■ **Try it**: Each entry must be printed again without a single change.
_ _ _
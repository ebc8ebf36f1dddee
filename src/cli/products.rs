use super::ui;
use crate::core::config::Product;
use comfy_table::{Cell, Color};

pub fn display_catalog(products: &[Product]) -> String {
    let mut table = ui::new_styled_table();
    table.set_header(vec![
        ui::header_cell("Product"),
        ui::header_cell("Ticker"),
        ui::header_cell("CSV File"),
        ui::header_cell("Note"),
    ]);

    for product in products {
        let note = product
            .note
            .as_deref()
            .map_or(Cell::new(""), |n| Cell::new(n).fg(Color::Yellow));
        table.add_row(vec![
            Cell::new(&product.name),
            Cell::new(&product.ticker),
            Cell::new(&product.csv),
            note,
        ]);
    }

    format!(
        "{}\n\n{}",
        ui::style_text("Available Products", ui::StyleType::Title),
        table
    )
}

pub fn run(products: &[Product]) -> anyhow::Result<()> {
    println!("{}", display_catalog(products));
    Ok(())
}
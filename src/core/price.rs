//! Price series abstractions and core types

use crate::core::config::Product;
use crate::core::error::Result;
use async_trait::async_trait;
use chrono::{Duration, NaiveDate};
use serde::{Deserialize, Serialize};
use std::fmt::Display;
use std::str::FromStr;

/// A single observed closing price in the source currency.
#[derive(Debug, Clone, PartialEq, Serialize, Deserialize)]
pub struct PricePoint {
    pub date: NaiveDate,
    pub price: f64,
    pub currency: String,
}

impl PricePoint {
    pub fn new(date: NaiveDate, price: f64, currency: &str) -> Self {
        Self {
            date,
            price,
            currency: currency.to_string(),
        }
    }
}

/// Inclusive calendar range requested from a loader.
#[derive(Debug, Clone, Copy, PartialEq, Eq, Hash)]
pub struct DateRange {
    pub start: NaiveDate,
    pub end: NaiveDate,
}

impl DateRange {
    /// The `days` calendar days leading up to and including `end`.
    pub fn trailing(end: NaiveDate, days: u32) -> Self {
        Self {
            start: end - Duration::days(i64::from(days)),
            end,
        }
    }
}

impl Display for DateRange {
    fn fmt(&self, f: &mut std::fmt::Formatter<'_>) -> std::fmt::Result {
        write!(f, "{}:{}", self.start, self.end)
    }
}

#[derive(Debug, Clone, Copy, PartialEq, Eq, Hash, Serialize, Deserialize)]
#[serde(rename_all = "lowercase")]
pub enum SeriesSource {
    Csv,
    Yahoo,
}

impl Display for SeriesSource {
    fn fmt(&self, f: &mut std::fmt::Formatter<'_>) -> std::fmt::Result {
        write!(
            f,
            "{}",
            match self {
                SeriesSource::Csv => "CSV",
                SeriesSource::Yahoo => "Yahoo Finance",
            }
        )
    }
}

impl FromStr for SeriesSource {
    type Err = anyhow::Error;

    fn from_str(s: &str) -> std::result::Result<Self, Self::Err> {
        match s.trim().to_lowercase().as_str() {
            "csv" | "file" => Ok(SeriesSource::Csv),
            "yahoo" | "yahoo finance" | "remote" => Ok(SeriesSource::Yahoo),
            _ => Err(anyhow::anyhow!("Invalid data source: {}", s)),
        }
    }
}

#[async_trait]
pub trait PriceSeriesLoader: Send + Sync {
    /// Loads the closing price series for `product`.
    ///
    /// An empty vector means the source had no rows for the request; it is not
    /// an error at this layer.
    async fn load_series(&self, product: &Product, range: &DateRange) -> Result<Vec<PricePoint>>;
}

#[cfg(test)]
mod tests {
    use super::*;

    #[test]
    fn test_series_source_from_str() {
        assert_eq!("CSV".parse::<SeriesSource>().unwrap(), SeriesSource::Csv);
        assert_eq!(
            " yahoo ".parse::<SeriesSource>().unwrap(),
            SeriesSource::Yahoo
        );
        assert_eq!(
            "Yahoo Finance".parse::<SeriesSource>().unwrap(),
            SeriesSource::Yahoo
        );
        assert!("bloomberg".parse::<SeriesSource>().is_err());
    }

    #[test]
    fn test_trailing_range() {
        let end = NaiveDate::from_ymd_opt(2024, 7, 1).unwrap();
        let range = DateRange::trailing(end, 180);
        assert_eq!(range.start, NaiveDate::from_ymd_opt(2024, 1, 3).unwrap());
        assert_eq!(range.end, end);
        assert_eq!(range.to_string(), "2024-01-03:2024-07-01");
    }
}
_ _ _
■ **Task response**:
repository ebc8ebf36f1dddee
filename src/cli/products.rs
use super::ui;
use crate::core::config::Product;
use comfy_table::{Cell, Color};

pub fn display_catalog(products: &[Product]) -> String {
    let mut table = ui::new_styled_table();
    table.set_header(vec![
        ui::header_cell("Product"),
        ui::header_cell("Ticker"),
        ui::header_cell("CSV File"),
        ui::header_cell("Note"),
    ]);

    for product in products {
        let note = product
            .note
            .as_deref()
            .map_or(Cell::new(""), |n| Cell::new(n).fg(Color::Yellow));
        table.add_row(vec![
            Cell::new(&product.name),
            Cell::new(&product.ticker),
            Cell::new(&product.csv),
            note,
        ]);
    }

    format!(
        "{}\n\n{}",
        ui::style_text("Available Products", ui::StyleType::Title),
        table
    )
}

pub fn run(products: &[Product]) -> anyhow::Result<()> {
    println!("{}", display_catalog(products));
    Ok(())
}
filename src/core/price.rs
//! Price series abstractions and core types

use crate::core::config::Product;
use crate::core::error::Result;
use async_trait::async_trait;
use chrono::{Duration, NaiveDate};
use serde::{Deserialize, Serialize};
use std::fmt::Display;
use std::str::FromStr;

/// A single observed closing price in the source currency.
#[derive(Debug, Clone, PartialEq, Serialize, Deserialize)]
pub struct PricePoint {
    pub date: NaiveDate,
    pub price: f64,
    pub currency: String,
}

impl PricePoint {
    pub fn new(date: NaiveDate, price: f64, currency: &str) -> Self {
        Self {
            date,
            price,
            currency: currency.to_string(),
        }
    }
}

/// Inclusive calendar range requested from a loader.
#[derive(Debug, Clone, Copy, PartialEq, Eq, Hash)]
pub struct DateRange {
    pub start: NaiveDate,
    pub end: NaiveDate,
}

impl DateRange {
    /// The `days` calendar days leading up to and including `end`.
    pub fn trailing(end: NaiveDate, days: u32) -> Self {
        Self {
            start: end - Duration::days(i64::from(days)),
            end,
        }
    }
}

impl Display for DateRange {
    fn fmt(&self, f: &mut std::fmt::Formatter<'_>) -> std::fmt::Result {
        write!(f, "{}:{}", self.start, self.end)
    }
}

#[derive(Debug, Clone, Copy, PartialEq, Eq, Hash, Serialize, Deserialize)]
#[serde(rename_all = "lowercase")]
pub enum SeriesSource {
    Csv,
    Yahoo,
}

impl Display for SeriesSource {
    fn fmt(&self, f: &mut std::fmt::Formatter<'_>) -> std::fmt::Result {
        write!(
            f,
            "{}",
            match self {
                SeriesSource::Csv => "CSV",
                SeriesSource::Yahoo => "Yahoo Finance",
            }
        )
    }
}

impl FromStr for SeriesSource {
    type Err = anyhow::Error;

    fn from_str(s: &str) -> std::result::Result<Self, Self::Err> {
        match s.trim().to_lowercase().as_str() {
            "csv" | "file" => Ok(SeriesSource::Csv),
            "yahoo" | "yahoo finance" | "remote" => Ok(SeriesSource::Yahoo),
            _ => Err(anyhow::anyhow!("Invalid data source: {}", s)),
        }
    }
}

#[async_trait]
pub trait PriceSeriesLoader: Send + Sync {
    /// Loads the closing price series for `product`.
    ///
    /// An empty vector means the source had no rows for the request; it is not
    /// an error at this layer.
    async fn load_series(&self, product: &Product, range: &DateRange) -> Result<Vec<PricePoint>>;
}

#[cfg(test)]
mod tests {
    use super::*;

    #[test]
    fn test_series_source_from_str() {
        assert_eq!("CSV".parse::<SeriesSource>().unwrap(), SeriesSource::Csv);
        assert_eq!(
            " yahoo ".parse::<SeriesSource>().unwrap(),
            SeriesSource::Yahoo
        );
        assert_eq!(
            "Yahoo Finance".parse::<SeriesSource>().unwrap(),
            SeriesSource::Yahoo
        );
        assert!("bloomberg".parse::<SeriesSource>().is_err());
    }

    #[test]
    fn test_trailing_range() {
        let end = NaiveDate::from_ymd_opt(2024, 7, 1).unwrap();
        let range = DateRange::trailing(end, 180);
        assert_eq!(range.start, NaiveDate::from_ymd_opt(2024, 1, 3).unwrap());
        assert_eq!(range.end, end);
        assert_eq!(range.to_string(), "2024-01-03:2024-07-01");
    }
}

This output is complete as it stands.